Musica digitale per tutti, o quasi (IV): addio al CD?
Articolo di Nicola D'AgostinoTematiche: copyright, distributori digitali, download, saggi
Dai file ai CD: la strada per applicare i paletti del DRM anche ai supporti (digitali) Compact Disc è purtroppo breve. Dopo l’articolo sulle protezioni terminiamo il quadro sulla distribuzione della musica digitale con le poche gioie e i tanti dolori che hanno afflitto i CD negli ultimi anni.
Le protezioni puntano ad impedire che si possa duplicare il CD o che se ne creino file da distribuire e negli anni si sono fatte sempre più aggressive ed invasive.
Se in passato le protezione erano blande e aggirabili con trucchi o riproduzione su piattaforme e sistemi operativi meno diffusi con il tempo le tecniche sono state protagoniste di un’escalation culminata ed esplosa alla fine del 2005 nello scandalo”Rootkit Sony”. Si scoprì che migliaia di dischi erano state dotate di sistemi anticopia così invasivi da essere alla stregua di malware che infestavano i PC con sistema operativo Windows prendendone il controllo ed esponendolo ad attacchi esterni a insaputa del legittimo proprietario. Si tratta di una vicenda con strascichi legali (e non) tutt’ora in corso.
Chi paga per avere legittimamente della musica originale rischia non solo problemi di riproduzione e cioé di non fruire appieno dei suoi diritti ma di subire un danno per mezzo di supporti fuori standard. E’ infatti poco noto che i dischi con DRM in realtà esulano dalle specifiche CD Audio di Philips e a causa delle tecnologie aggiuntive anticopia non avrebbero diritto alla scritta “Compact Disc – Digital Audio”.

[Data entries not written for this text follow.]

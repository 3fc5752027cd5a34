//! Durable key-value storage for the session and the pending queue.
//!
//! ## File layout
//!
//! ```text
//! $SURVEY_HOME/state/
//!   session.json          Session
//!   pending-queue.json    [PendingItem]
//! ```
//!
//! Each key is written through a uniquely named temp file in the same
//! directory and renamed into place, so a reader sees either the previous
//! value or the new one. Writers take an in-process mutex and an exclusive
//! advisory lock on `.lock`, which serializes read-modify-write cycles across
//! threads and across processes sharing the directory.

use std::collections::HashMap;
use std::fs::{File, OpenOptions};
use std::io::Write;
use std::path::{Path, PathBuf};
use std::sync::Mutex;
use std::sync::PoisonError;
use std::sync::atomic::{AtomicBool, Ordering};

use fs2::FileExt;
use serde::Serialize;
use serde::de::DeserializeOwned;
use serde_json::Value;
use tempfile::NamedTempFile;

const LOCK_FILE: &str = ".lock";

/// Errors from the storage layer.
#[derive(Debug, thiserror::Error)]
pub enum StorageError {
    #[error("I/O error: {0}")]
    Io(#[from] std::io::Error),

    #[error("serialization error: {0}")]
    Serde(#[from] serde_json::Error),

    #[error("storage unavailable: {reason}")]
    Unavailable { reason: String },
}

/// Computes the next value of a key from its current one. `None` in means
/// the key is absent; `None` out removes it.
pub type UpdateFn<'a> = dyn FnMut(Option<Value>) -> Result<Option<Value>, StorageError> + 'a;

/// One JSON document per key. Writes are last-writer-wins.
pub trait KeyValueStore: Send + Sync {
    fn load(&self, key: &str) -> Result<Option<Value>, StorageError>;

    fn save(&self, key: &str, value: &Value) -> Result<(), StorageError>;

    /// Removing a missing key is not an error.
    fn remove(&self, key: &str) -> Result<(), StorageError>;

    /// Read, transform and write `key` with no other writer in between.
    ///
    /// If `apply` fails nothing is written.
    fn update(&self, key: &str, apply: &mut UpdateFn<'_>) -> Result<(), StorageError>;
}

impl dyn KeyValueStore {
    /// Load and decode `key`, if present.
    pub fn load_as<T: DeserializeOwned>(&self, key: &str) -> Result<Option<T>, StorageError> {
        match self.load(key)? {
            Some(value) => Ok(Some(serde_json::from_value(value)?)),
            None => Ok(None),
        }
    }

    pub fn save_as<T: Serialize>(&self, key: &str, value: &T) -> Result<(), StorageError> {
        self.save(key, &serde_json::to_value(value)?)
    }
}

/// File-backed store rooted at a data directory.
#[derive(Debug)]
pub struct FileStore {
    base_dir: PathBuf,
    writer: Mutex<()>,
}

/// Held for the duration of a write; the advisory lock is released when the
/// file handle drops.
struct WriteLock<'a> {
    _local: std::sync::MutexGuard<'a, ()>,
    _file: File,
}

impl FileStore {
    /// Create a store under `base_dir`, creating the directory if needed.
    pub fn with_base_dir(base_dir: PathBuf) -> Result<Self, StorageError> {
        std::fs::create_dir_all(&base_dir)?;
        Ok(Self {
            base_dir,
            writer: Mutex::new(()),
        })
    }

    pub fn base_dir(&self) -> &Path {
        &self.base_dir
    }

    fn key_path(&self, key: &str) -> PathBuf {
        self.base_dir.join(format!("{key}.json"))
    }

    fn lock(&self) -> Result<WriteLock<'_>, StorageError> {
        let local = self.writer.lock().unwrap_or_else(PoisonError::into_inner);
        let file = OpenOptions::new()
            .create(true)
            .truncate(false)
            .write(true)
            .open(self.base_dir.join(LOCK_FILE))?;
        // Blocks while another writer holds the directory.
        file.lock_exclusive()?;
        Ok(WriteLock {
            _local: local,
            _file: file,
        })
    }

    fn read(&self, key: &str) -> Result<Option<Value>, StorageError> {
        let data = match std::fs::read_to_string(self.key_path(key)) {
            Ok(data) => data,
            Err(e) if e.kind() == std::io::ErrorKind::NotFound => return Ok(None),
            Err(e) => return Err(e.into()),
        };
        Ok(Some(serde_json::from_str(&data)?))
    }

    /// Write `value` to a fresh temp file beside the key and rename it over
    /// the key.
    fn write(&self, key: &str, value: &Value) -> Result<(), StorageError> {
        let json = serde_json::to_string_pretty(value)?;
        let mut tmp = NamedTempFile::new_in(&self.base_dir)?;
        tmp.write_all(json.as_bytes())?;
        tmp.as_file().sync_all()?;
        tmp.persist(self.key_path(key)).map_err(|e| e.error)?;
        tracing::debug!(key, dir = %self.base_dir.display(), "persisted key");
        Ok(())
    }

    fn delete(&self, key: &str) -> Result<(), StorageError> {
        match std::fs::remove_file(self.key_path(key)) {
            Ok(()) => {
                tracing::debug!(key, "removed key");
                Ok(())
            }
            Err(e) if e.kind() == std::io::ErrorKind::NotFound => Ok(()),
            Err(e) => Err(e.into()),
        }
    }
}

impl KeyValueStore for FileStore {
    fn load(&self, key: &str) -> Result<Option<Value>, StorageError> {
        self.read(key)
    }

    fn save(&self, key: &str, value: &Value) -> Result<(), StorageError> {
        let _lock = self.lock()?;
        self.write(key, value)
    }

    fn remove(&self, key: &str) -> Result<(), StorageError> {
        let _lock = self.lock()?;
        self.delete(key)
    }

    fn update(&self, key: &str, apply: &mut UpdateFn<'_>) -> Result<(), StorageError> {
        let _lock = self.lock()?;
        match apply(self.read(key)?)? {
            Some(next) => self.write(key, &next),
            None => self.delete(key),
        }
    }
}

/// In-process store for tests and embedding hosts.
///
/// Writes can be made to fail with [`MemoryStore::fail_writes`] to exercise
/// storage-error paths.
#[derive(Debug, Default)]
pub struct MemoryStore {
    entries: Mutex<HashMap<String, Value>>,
    fail_writes: AtomicBool,
}

impl MemoryStore {
    pub fn new() -> Self {
        Self::default()
    }

    /// Make subsequent `save`/`remove` calls fail (or succeed again).
    pub fn fail_writes(&self, fail: bool) {
        self.fail_writes.store(fail, Ordering::SeqCst);
    }

    fn check_writable(&self) -> Result<(), StorageError> {
        if self.fail_writes.load(Ordering::SeqCst) {
            return Err(StorageError::Unavailable {
                reason: "writes disabled".to_string(),
            });
        }
        Ok(())
    }
}

impl KeyValueStore for MemoryStore {
    fn load(&self, key: &str) -> Result<Option<Value>, StorageError> {
        let entries = self.entries.lock().unwrap_or_else(PoisonError::into_inner);
        Ok(entries.get(key).cloned())
    }

    fn save(&self, key: &str, value: &Value) -> Result<(), StorageError> {
        self.check_writable()?;
        let mut entries = self.entries.lock().unwrap_or_else(PoisonError::into_inner);
        entries.insert(key.to_string(), value.clone());
        Ok(())
    }

    fn remove(&self, key: &str) -> Result<(), StorageError> {
        self.check_writable()?;
        let mut entries = self.entries.lock().unwrap_or_else(PoisonError::into_inner);
        entries.remove(key);
        Ok(())
    }

    fn update(&self, key: &str, apply: &mut UpdateFn<'_>) -> Result<(), StorageError> {
        self.check_writable()?;
        let mut entries = self.entries.lock().unwrap_or_else(PoisonError::into_inner);
        match apply(entries.get(key).cloned())? {
            Some(next) => entries.insert(key.to_string(), next),
            None => entries.remove(key),
        };
        Ok(())
    }
}
use std::net::TcpListener;
use std::sync::Arc;
use std::time::Duration;

use pretty_assertions::assert_eq;
use serde_json::{Value, json};
use survey_core::{
    DeliveryError, DeliveryErrorKind, KeyValueStore, SESSION_KEY, SessionStatus, SubmitError,
    SubmitOutcome, SurveyAnswers,
};
use wiremock::matchers::{method, path};
use wiremock::{Mock, MockServer, ResponseTemplate};

use super::common::{HangingTransport, Harness, SUBMIT_PATH, ScriptedTransport, mount_accept};

#[tokio::test]
async fn delivered_submission_clears_session_and_returns_sink_id() {
    let server = MockServer::start().await;
    mount_accept(&server, "female", 101).await;
    let harness = Harness::over_http(&server.uri());
    harness.fill("female").await;

    let outcome = harness.pipeline.submit().await.unwrap();

    match outcome {
        SubmitOutcome::Delivered { record } => {
            assert_eq!(record.id, "101");
            assert_eq!(record.timestamp.as_deref(), Some("2025-06-01T10:00:00.000Z"));
        }
        other => panic!("unexpected outcome: {other:?}"),
    }
    assert_eq!(harness.storage.load(SESSION_KEY).unwrap(), None);
    assert!(harness.queue().is_empty().unwrap());
    assert_eq!(harness.reopen_session().status(), SessionStatus::Inactive);
    assert!(harness.pipeline.session().lock().await.answers().is_empty());
}

#[tokio::test]
async fn request_body_follows_the_wire_rules() {
    let server = MockServer::start().await;
    mount_accept(&server, "female", 7).await;
    let harness = Harness::over_http(&server.uri());
    harness.fill("female").await;

    harness.pipeline.submit().await.unwrap();

    let requests = server.received_requests().await.unwrap();
    assert_eq!(requests.len(), 1);
    let request = &requests[0];
    assert_eq!(
        request
            .headers
            .get("content-type")
            .and_then(|v| v.to_str().ok()),
        Some("application/json")
    );

    let body: Value = serde_json::from_slice(&request.body).unwrap();
    assert_eq!(body["name"], json!("Sana"));
    assert_eq!(body["suggestions"], Value::Null);
    assert_eq!(body["interestedInAmbassador"], Value::Null);
    assert_eq!(body["ambassadorStrengths"], json!([]));
    assert_eq!(body["socialMediaPlatforms"], json!(["instagram", "tiktok"]));
    assert_eq!(
        body["featureRatings"],
        json!({
            "intelligentCamera": 5,
            "longBattery": 4,
            "fastCharging": 3,
            "slimDesign": 2,
            "durable": 1,
            "highDisplay": 2,
            "highPerformance": 3,
            "aiFeatures": 4
        })
    );
}

#[tokio::test]
async fn connection_refused_defers_into_pending_queue() {
    let port = {
        let listener = TcpListener::bind("127.0.0.1:0").unwrap();
        listener.local_addr().unwrap().port()
    };
    let harness = Harness::over_http(&format!("http://127.0.0.1:{port}"));
    harness.fill("male").await;
    let before: SurveyAnswers = harness.pipeline.session().lock().await.answers().clone();

    let outcome = harness.pipeline.submit().await.unwrap();

    match &outcome {
        SubmitOutcome::Deferred { kind, .. } => assert_eq!(*kind, DeliveryErrorKind::Connect),
        other => panic!("unexpected outcome: {other:?}"),
    }
    let pending = harness.queue().load().unwrap();
    assert_eq!(pending.len(), 1);
    assert_eq!(pending[0].answers, before);
    if let SubmitOutcome::Deferred { pending_id, .. } = outcome {
        assert_eq!(pending[0].id, pending_id);
    }

    assert_eq!(harness.storage.load(SESSION_KEY).unwrap(), None);
    assert!(harness.reopen_session().answers().is_empty());
}

#[tokio::test]
async fn missing_route_is_treated_as_unreachable() {
    let server = MockServer::start().await;
    Mock::given(method("POST"))
        .and(path(SUBMIT_PATH))
        .respond_with(ResponseTemplate::new(404).set_body_string("Not Found"))
        .expect(1)
        .mount(&server)
        .await;
    let harness = Harness::over_http(&server.uri());
    harness.fill("male").await;

    let outcome = harness.pipeline.submit().await.unwrap();

    assert!(outcome.is_deferred());
    assert_eq!(harness.queue().len().unwrap(), 1);
}

#[tokio::test]
async fn gateway_outage_is_treated_as_unreachable() {
    let server = MockServer::start().await;
    Mock::given(method("POST"))
        .respond_with(ResponseTemplate::new(502))
        .mount(&server)
        .await;
    let harness = Harness::over_http(&server.uri());
    harness.fill("male").await;

    let outcome = harness.pipeline.submit().await.unwrap();

    match outcome {
        SubmitOutcome::Deferred { kind, .. } => assert_eq!(kind, DeliveryErrorKind::Unavailable),
        other => panic!("unexpected outcome: {other:?}"),
    }
}

#[tokio::test]
async fn application_rejection_keeps_session_and_skips_queue() {
    let server = MockServer::start().await;
    Mock::given(method("POST"))
        .and(path(SUBMIT_PATH))
        .respond_with(
            ResponseTemplate::new(200)
                .set_body_json(json!({ "success": false, "error": "bad data" })),
        )
        .mount(&server)
        .await;
    let harness = Harness::over_http(&server.uri());
    harness.fill("male").await;
    let before = harness.pipeline.session().lock().await.session().clone();

    let err = harness.pipeline.submit().await.unwrap_err();

    assert!(matches!(err, SubmitError::Rejected(_)));
    assert_eq!(err.to_string(), "bad data");
    assert!(harness.queue().is_empty().unwrap());
    assert_eq!(harness.pipeline.session().lock().await.session(), &before);
    assert_eq!(harness.reopen_session().session(), &before);
}

#[tokio::test]
async fn validation_rejection_names_missing_fields() {
    let server = MockServer::start().await;
    Mock::given(method("POST"))
        .respond_with(ResponseTemplate::new(400).set_body_json(json!({
            "success": false,
            "error": "Validation failed",
            "details": {
                "missingFields": ["province"],
                "message": "Missing required fields: province"
            }
        })))
        .mount(&server)
        .await;
    let harness = Harness::over_http(&server.uri());
    harness.fill("male").await;

    let err = harness.pipeline.submit().await.unwrap_err();

    assert_eq!(err.to_string(), "Validation failed");
    assert_eq!(err.rejected_fields(), ["province".to_string()]);
    assert_eq!(harness.reopen_session().status(), SessionStatus::Active);
}

#[tokio::test]
async fn incomplete_form_reports_fields_without_calling_sink() {
    let server = MockServer::start().await;
    Mock::given(method("POST"))
        .respond_with(ResponseTemplate::new(200))
        .expect(0)
        .mount(&server)
        .await;
    let harness = Harness::over_http(&server.uri());
    harness.fill("male").await;
    harness
        .pipeline
        .session()
        .lock()
        .await
        .update_answers(survey_core::AnswersPatch {
            contact_number: Some(String::new()),
            top_phone_functions: Some(Default::default()),
            ..Default::default()
        })
        .unwrap();

    let err = harness.pipeline.submit().await.unwrap_err();

    match err {
        SubmitError::Incomplete { missing_fields } => {
            assert_eq!(missing_fields, vec!["topPhoneFunctions", "contactNumber"]);
        }
        other => panic!("unexpected error: {other:?}"),
    }
}

#[tokio::test(start_paused = true)]
async fn hung_sink_times_out_and_defers() {
    let harness = Harness::new(Arc::new(HangingTransport));
    harness.fill("male").await;

    let outcome = harness.pipeline.submit().await.unwrap();

    match outcome {
        SubmitOutcome::Deferred { kind, .. } => assert_eq!(kind, DeliveryErrorKind::Timeout),
        other => panic!("unexpected outcome: {other:?}"),
    }
    assert_eq!(harness.queue().len().unwrap(), 1);
}

#[tokio::test(start_paused = true)]
async fn deferred_submission_is_retried_after_a_delay() {
    let transport = ScriptedTransport::new(vec![Err(DeliveryError::Connect(
        "connection refused".to_string(),
    ))]);
    let mut harness = Harness::new(transport.clone());
    harness.pipeline = harness
        .pipeline
        .clone()
        .with_deferred_drain_delay(Some(Duration::from_secs(1)));
    harness.fill("female").await;

    let outcome = harness.pipeline.submit().await.unwrap();
    assert!(outcome.is_deferred());
    assert_eq!(harness.queue().len().unwrap(), 1);

    tokio::time::sleep(Duration::from_secs(2)).await;

    assert!(harness.queue().is_empty().unwrap());
    let delivered = transport.delivered.lock().unwrap();
    assert_eq!(delivered.len(), 1);
    assert_eq!(delivered[0].gender.as_deref(), Some("female"));
}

I problemi di riproduzione vengono proprio da questa difformità tecnologica, che dovrebbe essere sempre segnalata sulla confezione per avvisare il consumatore prima dell’acquisto e che attivisti e campagne di sensibilizzazione hanno definito, platealmente, la “corruzione” del CD spingendo per la messa al bando di questi supporti.
Indietro, però non si torna.
Risale ormai a più due anni fa la scalata delle classifiche statunutensi. Nel giugno 2004 al top delle vendite c’era il disco dei Velvet Revolver, vendutissimo nonostante fosse protetto da DRM.
Si tratta di una realtà con cui volenti o nolenti bisognerà fare i conti nell’evoluzione in corso della commercializzazione della musica, che sia online o su supporti ottici.
La speranza è che le soluzioni di protezione e limitazione adottate, se proprio ci devono essere, siano ragionevoli e il meno “ingombranti” possibile, evitando di penalizzare o criminalizzare l’utente finale e di offenderne l’intelligenza e la dignità.
(Fine)
Si ringrazia Nicola Battista per la preziosa collaborazione e consulenza.